* **What this task involves**
Return only those lines of the records below in which "sleep" appears.

Stored items
++++++++++

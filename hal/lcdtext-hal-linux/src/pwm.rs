//! Software PWM on a GPIO line
//!
//! Used for backlight dimming on boards without a free hardware PWM channel.
//! The PWM thread owns the line while running; the handle only shares the
//! duty cycle and the stop flag with it.

use std::fmt::Display;
use std::sync::atomic::{AtomicBool, AtomicU8, Ordering};
use std::sync::Arc;
use std::thread::{self, JoinHandle};
use std::time::Duration;

use lcdtext_hal::OutputPin;
use log::{debug, error};

/// Frequency used when a non-positive one is requested
pub const FALLBACK_FREQUENCY_HZ: u32 = 500;

/// Highest frequency with a whole-nanosecond period
pub const MAX_FREQUENCY_HZ: u32 = 1_000_000_000;

/// Clamp a duty request to 0..=100 %
pub fn clamp_duty(duty_percent: i32) -> u8 {
    duty_percent.clamp(0, 100) as u8
}

/// On/off split of one period for a given duty cycle
///
/// 0 Hz selects [`FALLBACK_FREQUENCY_HZ`]; anything above
/// [`MAX_FREQUENCY_HZ`] is capped so the period never collapses to zero.
pub fn split_period(frequency_hz: u32, duty: u8) -> (Duration, Duration) {
    let hz = match frequency_hz {
        0 => FALLBACK_FREQUENCY_HZ,
        hz => hz.min(MAX_FREQUENCY_HZ),
    };
    let period_ns = 1_000_000_000u64 / hz as u64;
    let on_ns = period_ns * duty.min(100) as u64 / 100;
    (
        Duration::from_nanos(on_ns),
        Duration::from_nanos(period_ns - on_ns),
    )
}

struct Shared {
    stop: AtomicBool,
    duty: AtomicU8,
}

/// Running software PWM
pub struct SoftPwm<P> {
    shared: Arc<Shared>,
    thread: Option<JoinHandle<P>>,
    frequency_hz: u32,
}

impl<P> SoftPwm<P>
where
    P: OutputPin + Send + 'static,
    P::Error: Display,
{
    /// Take ownership of `line` and start toggling it
    pub fn start(line: P, frequency_hz: u32, duty_percent: i32) -> Self {
        let shared = Arc::new(Shared {
            stop: AtomicBool::new(false),
            duty: AtomicU8::new(clamp_duty(duty_percent)),
        });

        let thread_shared = Arc::clone(&shared);
        let thread = thread::spawn(move || pwm_loop(line, frequency_hz, &thread_shared));

        debug!(
            "soft PWM started: {} Hz, {}%",
            frequency_hz,
            clamp_duty(duty_percent)
        );

        Self {
            shared,
            thread: Some(thread),
            frequency_hz,
        }
    }

    /// Change the duty cycle, effective from the next period
    pub fn set_duty(&self, duty_percent: i32) {
        self.shared
            .duty
            .store(clamp_duty(duty_percent), Ordering::Relaxed);
    }

    /// Current duty cycle in percent
    pub fn duty(&self) -> u8 {
        self.shared.duty.load(Ordering::Relaxed)
    }

    /// Configured frequency
    pub fn frequency_hz(&self) -> u32 {
        self.frequency_hz
    }

    /// Stop the thread, leaving the line low, and hand the line back
    ///
    /// Returns `None` if the PWM thread panicked.
    pub fn stop(mut self) -> Option<P> {
        self.join()
    }

    fn join(&mut self) -> Option<P> {
        self.shared.stop.store(true, Ordering::Relaxed);
        self.thread.take().and_then(|t| t.join().ok())
    }
}

impl<P> Drop for SoftPwm<P> {
    fn drop(&mut self) {
        self.shared.stop.store(true, Ordering::Relaxed);
        if let Some(t) = self.thread.take() {
            let _ = t.join();
        }
    }
}

fn pwm_loop<P>(mut line: P, frequency_hz: u32, shared: &Shared) -> P
where
    P: OutputPin,
    P::Error: Display,
{
    while !shared.stop.load(Ordering::Relaxed) {
        let (on, off) = split_period(frequency_hz, shared.duty.load(Ordering::Relaxed));

        if !on.is_zero() {
            if let Err(e) = line.set_high() {
                error!("soft PWM: {}", e);
                break;
            }
            thread::sleep(on);
        }
        if !off.is_zero() {
            if let Err(e) = line.set_low() {
                error!("soft PWM: {}", e);
                break;
            }
            thread::sleep(off);
        }
    }

    if let Err(e) = line.set_low() {
        error!("soft PWM: failed to park line low: {}", e);
    }
    line
}

#[cfg(test)]
mod tests {
    use super::*;
    use std::sync::Mutex;

    /// Line that counts edges and remembers its last level
    #[derive(Clone, Default)]
    struct CountingLine {
        state: Arc<Mutex<(u32, bool)>>,
    }

    impl OutputPin for CountingLine {
        type Error = &'static str;

        fn set(&mut self, high: bool) -> Result<(), Self::Error> {
            let mut s = self.state.lock().unwrap();
            if high {
                s.0 += 1;
            }
            s.1 = high;
            Ok(())
        }
    }

    #[test]
    fn test_clamp_duty() {
        assert_eq!(clamp_duty(-5), 0);
        assert_eq!(clamp_duty(40), 40);
        assert_eq!(clamp_duty(250), 100);
    }

    #[test]
    fn test_split_period() {
        let (on, off) = split_period(1000, 40);
        assert_eq!(on, Duration::from_micros(400));
        assert_eq!(off, Duration::from_micros(600));

        let (on, off) = split_period(0, 100);
        assert_eq!(on, Duration::from_millis(2));
        assert!(off.is_zero());
    }

    #[test]
    fn test_split_period_above_max_frequency() {
        for hz in [MAX_FREQUENCY_HZ, MAX_FREQUENCY_HZ + 1, u32::MAX] {
            let (on, off) = split_period(hz, 100);
            assert_eq!(on + off, Duration::from_nanos(1));
        }
        let (on, off) = split_period(u32::MAX, 0);
        assert!(on.is_zero());
        assert_eq!(off, Duration::from_nanos(1));
    }

    #[test]
    fn test_stop_returns_line_low() {
        let line = CountingLine::default();
        let probe = line.clone();

        let pwm = SoftPwm::start(line, 1000, 50);
        thread::sleep(Duration::from_millis(20));
        pwm.set_duty(80);
        assert_eq!(pwm.duty(), 80);

        let returned = pwm.stop();
        assert!(returned.is_some());

        let (pulses, high) = *probe.state.lock().unwrap();
        assert!(pulses > 0);
        assert!(!high);
    }

    #[test]
    fn test_zero_duty_never_goes_high() {
        let line = CountingLine::default();
        let probe = line.clone();

        let pwm = SoftPwm::start(line, 1000, 0);
        thread::sleep(Duration::from_millis(10));
        drop(pwm);

        assert_eq!(probe.state.lock().unwrap().0, 0);
    }
}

++++++++++

* **Solution**
            thread::sleep(on);
            thread::sleep(off);
        thread::sleep(Duration::from_millis(20));
        thread::sleep(Duration::from_millis(10));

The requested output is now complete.